------ Records for this task
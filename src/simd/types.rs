//! Per-shape vector aliases.
//!
//! One alias per supported (lane type, shape) pairing; each is a plain
//! instantiation of the generic [`Vector`] and adds no semantics of its
//! own. The [`preferred`] module names the widest shape the build
//! platform supports, per lane type.

use crate::simd::vector::Vector;

macro_rules! shape_aliases {
    ($($name:ident = $ty:ty | $n:literal @ $bits:literal;)*) => {
        $(
            #[doc = concat!(
                "`", stringify!($n), "` lanes of `", stringify!($ty),
                "` in a ", stringify!($bits), "-bit vector."
            )]
            pub type $name = Vector<$ty, $n>;
        )*
    };
}

shape_aliases! {
    I8x8 = i8 | 8 @ 64;
    I16x4 = i16 | 4 @ 64;
    I32x2 = i32 | 2 @ 64;
    I64x1 = i64 | 1 @ 64;
    F32x2 = f32 | 2 @ 64;
    F64x1 = f64 | 1 @ 64;

    I8x16 = i8 | 16 @ 128;
    I16x8 = i16 | 8 @ 128;
    I32x4 = i32 | 4 @ 128;
    I64x2 = i64 | 2 @ 128;
    F32x4 = f32 | 4 @ 128;
    F64x2 = f64 | 2 @ 128;

    I8x32 = i8 | 32 @ 256;
    I16x16 = i16 | 16 @ 256;
    I32x8 = i32 | 8 @ 256;
    I64x4 = i64 | 4 @ 256;
    F32x8 = f32 | 8 @ 256;
    F64x4 = f64 | 4 @ 256;

    I8x64 = i8 | 64 @ 512;
    I16x32 = i16 | 32 @ 512;
    I32x16 = i32 | 16 @ 512;
    I64x8 = i64 | 8 @ 512;
    F32x16 = f32 | 16 @ 512;
    F64x8 = f64 | 8 @ 512;
}

/// The platform-preferred (widest supported) shape per lane type,
/// selected by the build-time CPU feature probe.
pub mod preferred {
    #[cfg(avx512)]
    pub use super::{
        F32x16 as F32, F64x8 as F64, I16x32 as I16, I32x16 as I32, I64x8 as I64, I8x64 as I8,
    };

    #[cfg(avx2)]
    pub use super::{
        F32x8 as F32, F64x4 as F64, I16x16 as I16, I32x8 as I32, I64x4 as I64, I8x32 as I8,
    };

    #[cfg(any(sse, neon, fallback))]
    pub use super::{
        F32x4 as F32, F64x2 as F64, I16x8 as I16, I32x4 as I32, I64x2 as I64, I8x16 as I8,
    };
}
------------
(Assignment): Each line in the listing that contains "platform" should be returned.

(Output):
//! platform supports, per lane type.
/// The platform-preferred (widest supported) shape per lane type,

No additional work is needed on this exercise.